**RECORDS FOR PROCESSING**
————

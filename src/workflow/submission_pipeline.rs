//! 提交流程 - 流程层
//!
//! 核心职责：定义"一次提交"的完整处理流程
//!
//! 流程顺序：
//! 1. 邮箱验证
//! 2. 解析 FASTA
//! 3. 整批数量检查（空 / 过多）
//! 4. 逐条记录检查
//! 5. 获取用户锁 → 每日配额检查 → 批量写入 `pending` 记录
//!
//! 任何一步失败都立即返回，写入之前不会改动任何状态

use chrono::{DateTime, FixedOffset, Utc};
use std::sync::Arc;
use tracing::{debug, info};

use crate::error::SubmitError;
use crate::infrastructure::store::SubmissionStore;
use crate::models::identity::Identity;
use crate::models::limits::SubmissionLimits;
use crate::models::submission::SubmissionReceipt;
use crate::services::{parse_fasta, validate_batch, validate_records, QuotaEnforcer};

/// 提交流程
///
/// - 编排解析、校验、配额、写入的顺序
/// - 不持有除存储以外的任何可变状态，可以在多个任务间共享
pub struct SubmissionPipeline<S> {
    store: Arc<S>,
    limits: SubmissionLimits,
    quota: QuotaEnforcer,
}

impl<S: SubmissionStore> SubmissionPipeline<S> {
    /// 创建提交流程，`zone` 为计算每日配额使用的时区
    pub fn new(store: Arc<S>, limits: SubmissionLimits, zone: FixedOffset) -> Self {
        Self {
            store,
            limits,
            quota: QuotaEnforcer::new(limits.daily_quota, zone),
        }
    }

    pub fn store(&self) -> &S {
        &self.store
    }

    pub fn limits(&self) -> SubmissionLimits {
        self.limits
    }

    pub fn quota(&self) -> &QuotaEnforcer {
        &self.quota
    }

    /// 以当前时间提交
    pub async fn submit(
        &self,
        identity: &Identity,
        raw_text: &str,
    ) -> Result<Vec<SubmissionReceipt>, SubmitError> {
        self.submit_at(identity, raw_text, Utc::now()).await
    }

    /// 提交原始字节，非 UTF-8 输入报告为 `ParseError`
    pub async fn submit_bytes(
        &self,
        identity: &Identity,
        raw: &[u8],
    ) -> Result<Vec<SubmissionReceipt>, SubmitError> {
        QuotaEnforcer::require_verified(identity)?;

        let text = std::str::from_utf8(raw).map_err(|e| SubmitError::ParseError {
            cause: e.to_string(),
        })?;

        self.submit(identity, text).await
    }

    /// 以指定时间提交（`now` 同时作为配额日期和记录的提交时间）
    pub async fn submit_at(
        &self,
        identity: &Identity,
        raw_text: &str,
        now: DateTime<Utc>,
    ) -> Result<Vec<SubmissionReceipt>, SubmitError> {
        // 1. 邮箱验证
        QuotaEnforcer::require_verified(identity)?;

        // 2. 解析
        let records = parse_fasta(raw_text);
        debug!("用户 {} 的提交解析出 {} 条记录", identity, records.len());

        // 3. 整批检查
        validate_batch(&records, self.limits.max_sequences_per_batch)?;

        // 4. 逐条检查
        validate_records(&records, self.limits.max_sequence_length)?;

        // 5. 配额检查与写入在同一把用户锁内完成
        let _guard = self.store.lock_identity(identity.id).await;

        let usage = self
            .quota
            .authorize(self.store.as_ref(), identity, records.len(), now)
            .await?;

        let payloads: Vec<String> = records.iter().map(|r| r.payload.clone()).collect();
        let created = self
            .store
            .insert_submissions(identity.id, &payloads, now)
            .await?;

        info!(
            "✓ 用户 {} 提交了 {} 条序列，今日剩余 {} 条",
            identity,
            created.len(),
            usage.remaining
        );

        Ok(created
            .iter()
            .zip(&records)
            .map(|(submission, record)| SubmissionReceipt::new(submission, record.label.as_str()))
            .collect())
    }
}

#[cfg(test)]
mod tests {
    use super::*;
    use crate::infrastructure::memory_store::MemoryStore;
    use crate::models::submission::SubmissionStatus;
    use chrono::TimeZone;

    fn pipeline() -> SubmissionPipeline<MemoryStore> {
        SubmissionPipeline::new(
            Arc::new(MemoryStore::new()),
            SubmissionLimits::default(),
            FixedOffset::east_opt(0).unwrap(),
        )
    }

    fn noon() -> DateTime<Utc> {
        Utc.with_ymd_and_hms(2025, 3, 29, 12, 0, 0).unwrap()
    }

    fn fasta(n: usize) -> String {
        (1..=n).map(|i| format!(">s{i}\nACDEFGHIK\n")).collect()
    }

    #[tokio::test]
    async fn test_single_record_is_persisted_pending() {
        let pipeline = pipeline();
        let alice = Identity::new(1, "alice", true);

        let receipts = pipeline
            .submit_at(&alice, ">my protein\nacde fghi", noon())
            .await
            .unwrap();
        assert_eq!(receipts.len(), 1);
        assert_eq!(receipts[0].label, "my protein");
        assert_eq!(receipts[0].status, SubmissionStatus::Pending);

        let stored = pipeline.store().list_submissions(alice.id).await.unwrap();
        assert_eq!(stored.len(), 1);
        assert_eq!(stored[0].sequence, "ACDEFGHI");
        assert_eq!(stored[0].result, 0.0);
        assert_eq!(stored[0].submit_date, noon());
    }

    #[tokio::test]
    async fn test_too_many_sequences_wins_over_record_errors() {
        let pipeline = pipeline();
        let alice = Identity::new(1, "alice", true);
        let text: String = (1..=11).map(|i| format!(">s{i}\nBBBB\n")).collect();

        let err = pipeline.submit_at(&alice, &text, noon()).await.unwrap_err();
        assert!(matches!(err, SubmitError::TooManySequences { count: 11, max: 10 }));
        assert!(pipeline.store().is_empty().await);
    }

    #[tokio::test]
    async fn test_failing_record_persists_nothing() {
        let pipeline = pipeline();
        let alice = Identity::new(1, "alice", true);
        let text = format!(">ok\nACDE\n>long\n{}\n", "A".repeat(131));

        let err = pipeline.submit_at(&alice, &text, noon()).await.unwrap_err();
        assert!(matches!(err, SubmitError::TooLong { index: 2, .. }));
        assert!(pipeline.store().is_empty().await);
    }

    #[tokio::test]
    async fn test_quota_boundary() {
        let pipeline = pipeline();
        let alice = Identity::new(1, "alice", true);

        pipeline.submit_at(&alice, &fasta(8), noon()).await.unwrap();

        let err = pipeline.submit_at(&alice, &fasta(3), noon()).await.unwrap_err();
        assert!(matches!(err, SubmitError::QuotaExceeded { remaining: 2 }));

        let receipts = pipeline.submit_at(&alice, &fasta(2), noon()).await.unwrap();
        assert_eq!(receipts.len(), 2);
        assert_eq!(pipeline.store().len().await, 10);
    }

    #[tokio::test]
    async fn test_unverified_identity() {
        let pipeline = pipeline();
        let bob = Identity::new(2, "bob", false);

        let err = pipeline.submit_at(&bob, &fasta(1), noon()).await.unwrap_err();
        assert!(matches!(err, SubmitError::EmailNotVerified));

        // 邮箱检查先于解析
        let err = pipeline.submit_at(&bob, "no markers", noon()).await.unwrap_err();
        assert!(matches!(err, SubmitError::EmailNotVerified));
    }

    #[tokio::test]
    async fn test_no_markers() {
        let pipeline = pipeline();
        let alice = Identity::new(1, "alice", true);

        let err = pipeline
            .submit_at(&alice, "ACDEFGHIKLMNPQRSTVWY", noon())
            .await
            .unwrap_err();
        assert!(matches!(err, SubmitError::NoSequences));
    }

    #[tokio::test]
    async fn test_invalid_utf8_is_parse_error() {
        let pipeline = pipeline();
        let alice = Identity::new(1, "alice", true);

        let err = pipeline
            .submit_bytes(&alice, b">a\nAC\xff\xfeDE")
            .await
            .unwrap_err();
        assert_eq!(err.kind(), "parse_error");
        assert!(err.to_string().starts_with("Error parsing FASTA format:"));
    }

    #[tokio::test]
    async fn test_receipts_follow_record_order() {
        let pipeline = pipeline();
        let alice = Identity::new(1, "alice", true);

        let receipts = pipeline
            .submit_at(&alice, ">\nACDE\n>label2\nFGHI", noon())
            .await
            .unwrap();
        let labels: Vec<&str> = receipts.iter().map(|r| r.label.as_str()).collect();
        assert_eq!(labels, vec!["seq_1", "label2"]);
        assert!(receipts[0].id < receipts[1].id);
    }
}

————

**ABOUT THIS EXERCISE**
Search the records for the string "QuotaEnforcer" and report each line that has it.

**SOLUTION**
use crate::services::{parse_fasta, validate_batch, validate_records, QuotaEnforcer};
    quota: QuotaEnforcer,
            quota: QuotaEnforcer::new(limits.daily_quota, zone),
    pub fn quota(&self) -> &QuotaEnforcer {
        QuotaEnforcer::require_verified(identity)?;
        QuotaEnforcer::require_verified(identity)?;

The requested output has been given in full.